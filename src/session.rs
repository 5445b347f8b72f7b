//! # Sessions
//!
//! Server-side session store addressed by an opaque cookie.
//!
//! Sessions live in an in-process map. When a Redis connection is configured
//! the store writes every session through to Redis with the remaining TTL and
//! falls back to it on in-process misses, so a restart keeps users signed in.
//! Without Redis the store is purely in-process.
//!
//! An expired session is indistinguishable from a missing one: `fetch` drops
//! expired entries instead of returning them.
use std::{collections::HashMap, sync::Mutex, time::Duration};

use chrono::{DateTime, Utc};
use redis::{aio::ConnectionManager, AsyncCommands};
use serde::{Deserialize, Serialize};
use tracing::warn;
use uuid::Uuid;

use crate::models::Role;

pub const SESSION_COOKIE: &str = "sid";

#[derive(Debug, Clone, Serialize, Deserialize)]
pub struct Session {
    pub account_id: i32,
    pub role: Role,
    pub email: String,
    pub user_name: String,
    pub pending_order_id: Option<i32>,
    pub expires_at: DateTime<Utc>,
}

impl Session {
    fn expired(&self) -> bool {
        self.expires_at <= Utc::now()
    }
}

pub struct SessionStore {
    ttl: Duration,
    inner: Mutex<HashMap<String, Session>>,
    redis: Option<ConnectionManager>,
}

impl SessionStore {
    pub fn new(ttl: Duration, redis: Option<ConnectionManager>) -> Self {
        Self {
            ttl,
            inner: Mutex::new(HashMap::new()),
            redis,
        }
    }

    pub async fn create(
        &self,
        account_id: i32,
        role: Role,
        email: String,
        user_name: String,
    ) -> String {
        let id = Uuid::new_v4().to_string();
        let session = Session {
            account_id,
            role,
            email,
            user_name,
            pending_order_id: None,
            expires_at: Utc::now() + self.ttl,
        };

        self.inner.lock().unwrap().insert(id.clone(), session.clone());
        self.persist(&id, &session).await;

        id
    }

    pub async fn fetch(&self, id: &str) -> Option<Session> {
        let cached = {
            let mut inner = self.inner.lock().unwrap();
            match inner.get(id) {
                Some(session) if session.expired() => {
                    inner.remove(id);
                    None
                }
                other => other.cloned(),
            }
        };

        if let Some(session) = cached {
            return Some(session);
        }

        let session = self.fetch_remote(id).await?;
        if session.expired() {
            return None;
        }

        self.inner
            .lock()
            .unwrap()
            .insert(id.to_string(), session.clone());
        Some(session)
    }

    /// Mutates the session in place; the change is visible to the next
    /// request. Returns false when the session is missing or expired.
    pub async fn update<F>(&self, id: &str, f: F) -> bool
    where
        F: FnOnce(&mut Session),
    {
        let updated = {
            let mut inner = self.inner.lock().unwrap();
            match inner.get_mut(id) {
                Some(session) if !session.expired() => {
                    f(session);
                    Some(session.clone())
                }
                _ => None,
            }
        };

        match updated {
            Some(session) => {
                self.persist(id, &session).await;
                true
            }
            None => false,
        }
    }

    pub async fn destroy(&self, id: &str) {
        self.inner.lock().unwrap().remove(id);

        if let Some(redis) = &self.redis {
            let mut redis = redis.clone();
            if let Err(e) = redis.del::<_, ()>(Self::key(id)).await {
                warn!("Failed to drop session from redis: {e}");
            }
        }
    }

    async fn persist(&self, id: &str, session: &Session) {
        let Some(redis) = &self.redis else {
            return;
        };

        let raw = match serde_json::to_string(session) {
            Ok(raw) => raw,
            Err(e) => {
                warn!("Failed to encode session: {e}");
                return;
            }
        };

        let remaining = (session.expires_at - Utc::now()).num_seconds().max(1) as u64;

        let mut redis = redis.clone();
        if let Err(e) = redis.set_ex::<_, _, ()>(Self::key(id), raw, remaining).await {
            warn!("Failed to persist session to redis: {e}");
        }
    }

    async fn fetch_remote(&self, id: &str) -> Option<Session> {
        let redis = self.redis.as_ref()?;
        let mut redis = redis.clone();

        let raw: Option<String> = redis
            .get(Self::key(id))
            .await
            .map_err(|e| {
                warn!("Failed to read session from redis: {e}");
            })
            .ok()?;

        serde_json::from_str(&raw?)
            .map_err(|e| {
                warn!("Failed to decode session: {e}");
            })
            .ok()
    }

    fn key(id: &str) -> String {
        format!("sess:{id}")
    }
}

#[cfg(test)]
mod tests {
    use super::*;

    fn store(ttl: Duration) -> SessionStore {
        SessionStore::new(ttl, None)
    }

    #[tokio::test]
    async fn create_then_fetch_round_trips() {
        let store = store(Duration::from_secs(60));
        let id = store
            .create(7, Role::Customer, "a@b.c".into(), "Ann".into())
            .await;

        let session = store.fetch(&id).await.expect("session");
        assert_eq!(session.account_id, 7);
        assert_eq!(session.role, Role::Customer);
        assert_eq!(session.pending_order_id, None);
    }

    #[tokio::test]
    async fn ids_are_unique() {
        let store = store(Duration::from_secs(60));
        let a = store
            .create(1, Role::Customer, "a@b.c".into(), "A".into())
            .await;
        let b = store
            .create(1, Role::Customer, "a@b.c".into(), "A".into())
            .await;
        assert_ne!(a, b);
    }

    #[tokio::test]
    async fn update_is_visible_to_next_fetch() {
        let store = store(Duration::from_secs(60));
        let id = store
            .create(7, Role::Customer, "a@b.c".into(), "Ann".into())
            .await;

        assert!(store.update(&id, |s| s.pending_order_id = Some(42)).await);
        assert_eq!(
            store.fetch(&id).await.unwrap().pending_order_id,
            Some(42)
        );
    }

    #[tokio::test]
    async fn expired_session_behaves_as_missing() {
        let store = store(Duration::ZERO);
        let id = store
            .create(7, Role::Customer, "a@b.c".into(), "Ann".into())
            .await;

        assert!(store.fetch(&id).await.is_none());
        assert!(!store.update(&id, |s| s.pending_order_id = Some(1)).await);
    }

    #[tokio::test]
    async fn destroy_removes_session() {
        let store = store(Duration::from_secs(60));
        let id = store
            .create(7, Role::Staff, "s@b.c".into(), "Sam".into())
            .await;

        store.destroy(&id).await;
        assert!(store.fetch(&id).await.is_none());
    }

    #[tokio::test]
    async fn fetch_of_unknown_id_misses() {
        let store = store(Duration::from_secs(60));
        assert!(store.fetch("nope").await.is_none());
    }
}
————————
◆ WHAT YOU WILL DO ◆
Transcribe the data above in full, exactly as it appears.

◆ RESPONSE TO THE TASK ◆
filename src/session.rs
repository 5445b347f8b72f7b
//! # Sessions
//!
//! Server-side session store addressed by an opaque cookie.
//!
//! Sessions live in an in-process map. When a Redis connection is configured
//! the store writes every session through to Redis with the remaining TTL and
//! falls back to it on in-process misses, so a restart keeps users signed in.
//! Without Redis the store is purely in-process.
//!
//! An expired session is indistinguishable from a missing one: `fetch` drops
//! expired entries instead of returning them.
use std::{collections::HashMap, sync::Mutex, time::Duration};

use chrono::{DateTime, Utc};
use redis::{aio::ConnectionManager, AsyncCommands};
use serde::{Deserialize, Serialize};
use tracing::warn;
use uuid::Uuid;

use crate::models::Role;

pub const SESSION_COOKIE: &str = "sid";

#[derive(Debug, Clone, Serialize, Deserialize)]
pub struct Session {
    pub account_id: i32,
    pub role: Role,
    pub email: String,
    pub user_name: String,
    pub pending_order_id: Option<i32>,
    pub expires_at: DateTime<Utc>,
}

impl Session {
    fn expired(&self) -> bool {
        self.expires_at <= Utc::now()
    }
}

pub struct SessionStore {
    ttl: Duration,
    inner: Mutex<HashMap<String, Session>>,
    redis: Option<ConnectionManager>,
}

impl SessionStore {
    pub fn new(ttl: Duration, redis: Option<ConnectionManager>) -> Self {
        Self {
            ttl,
            inner: Mutex::new(HashMap::new()),
            redis,
        }
    }

    pub async fn create(
        &self,
        account_id: i32,
        role: Role,
        email: String,
        user_name: String,
    ) -> String {
        let id = Uuid::new_v4().to_string();
        let session = Session {
            account_id,
            role,
            email,
            user_name,
            pending_order_id: None,
            expires_at: Utc::now() + self.ttl,
        };

        self.inner.lock().unwrap().insert(id.clone(), session.clone());
        self.persist(&id, &session).await;

        id
    }

    pub async fn fetch(&self, id: &str) -> Option<Session> {
        let cached = {
            let mut inner = self.inner.lock().unwrap();
            match inner.get(id) {
                Some(session) if session.expired() => {
                    inner.remove(id);
                    None
                }
                other => other.cloned(),
            }
        };

        if let Some(session) = cached {
            return Some(session);
        }

        let session = self.fetch_remote(id).await?;
        if session.expired() {
            return None;
        }

        self.inner
            .lock()
            .unwrap()
            .insert(id.to_string(), session.clone());
        Some(session)
    }

    /// Mutates the session in place; the change is visible to the next
    /// request. Returns false when the session is missing or expired.
    pub async fn update<F>(&self, id: &str, f: F) -> bool
    where
        F: FnOnce(&mut Session),
    {
        let updated = {
            let mut inner = self.inner.lock().unwrap();
            match inner.get_mut(id) {
                Some(session) if !session.expired() => {
                    f(session);
                    Some(session.clone())
                }
                _ => None,
            }
        };

        match updated {
            Some(session) => {
                self.persist(id, &session).await;
                true
            }
            None => false,
        }
    }

    pub async fn destroy(&self, id: &str) {
        self.inner.lock().unwrap().remove(id);

        if let Some(redis) = &self.redis {
            let mut redis = redis.clone();
            if let Err(e) = redis.del::<_, ()>(Self::key(id)).await {
                warn!("Failed to drop session from redis: {e}");
            }
        }
    }

    async fn persist(&self, id: &str, session: &Session) {
        let Some(redis) = &self.redis else {
            return;
        };

        let raw = match serde_json::to_string(session) {
            Ok(raw) => raw,
            Err(e) => {
                warn!("Failed to encode session: {e}");
                return;
            }
        };

        let remaining = (session.expires_at - Utc::now()).num_seconds().max(1) as u64;

        let mut redis = redis.clone();
        if let Err(e) = redis.set_ex::<_, _, ()>(Self::key(id), raw, remaining).await {
            warn!("Failed to persist session to redis: {e}");
        }
    }

    async fn fetch_remote(&self, id: &str) -> Option<Session> {
        let redis = self.redis.as_ref()?;
        let mut redis = redis.clone();

        let raw: Option<String> = redis
            .get(Self::key(id))
            .await
            .map_err(|e| {
                warn!("Failed to read session from redis: {e}");
            })
            .ok()?;

        serde_json::from_str(&raw?)
            .map_err(|e| {
                warn!("Failed to decode session: {e}");
            })
            .ok()
    }

    fn key(id: &str) -> String {
        format!("sess:{id}")
    }
}

#[cfg(test)]
mod tests {
    use super::*;

    fn store(ttl: Duration) -> SessionStore {
        SessionStore::new(ttl, None)
    }

    #[tokio::test]
    async fn create_then_fetch_round_trips() {
        let store = store(Duration::from_secs(60));
        let id = store
            .create(7, Role::Customer, "a@b.c".into(), "Ann".into())
            .await;

        let session = store.fetch(&id).await.expect("session");
        assert_eq!(session.account_id, 7);
        assert_eq!(session.role, Role::Customer);
        assert_eq!(session.pending_order_id, None);
    }

    #[tokio::test]
    async fn ids_are_unique() {
        let store = store(Duration::from_secs(60));
        let a = store
            .create(1, Role::Customer, "a@b.c".into(), "A".into())
            .await;
        let b = store
            .create(1, Role::Customer, "a@b.c".into(), "A".into())
            .await;
        assert_ne!(a, b);
    }

    #[tokio::test]
    async fn update_is_visible_to_next_fetch() {
        let store = store(Duration::from_secs(60));
        let id = store
            .create(7, Role::Customer, "a@b.c".into(), "Ann".into())
            .await;

        assert!(store.update(&id, |s| s.pending_order_id = Some(42)).await);
        assert_eq!(
            store.fetch(&id).await.unwrap().pending_order_id,
            Some(42)
        );
    }

    #[tokio::test]
    async fn expired_session_behaves_as_missing() {
        let store = store(Duration::ZERO);
        let id = store
            .create(7, Role::Customer, "a@b.c".into(), "Ann".into())
            .await;

        assert!(store.fetch(&id).await.is_none());
        assert!(!store.update(&id, |s| s.pending_order_id = Some(1)).await);
    }

    #[tokio::test]
    async fn destroy_removes_session() {
        let store = store(Duration::from_secs(60));
        let id = store
            .create(7, Role::Staff, "s@b.c".into(), "Sam".into())
            .await;

        store.destroy(&id).await;
        assert!(store.fetch(&id).await.is_none());
    }

    #[tokio::test]
    async fn fetch_of_unknown_id_misses() {
        let store = store(Duration::from_secs(60));
        assert!(store.fetch("nope").await.is_none());
    }
}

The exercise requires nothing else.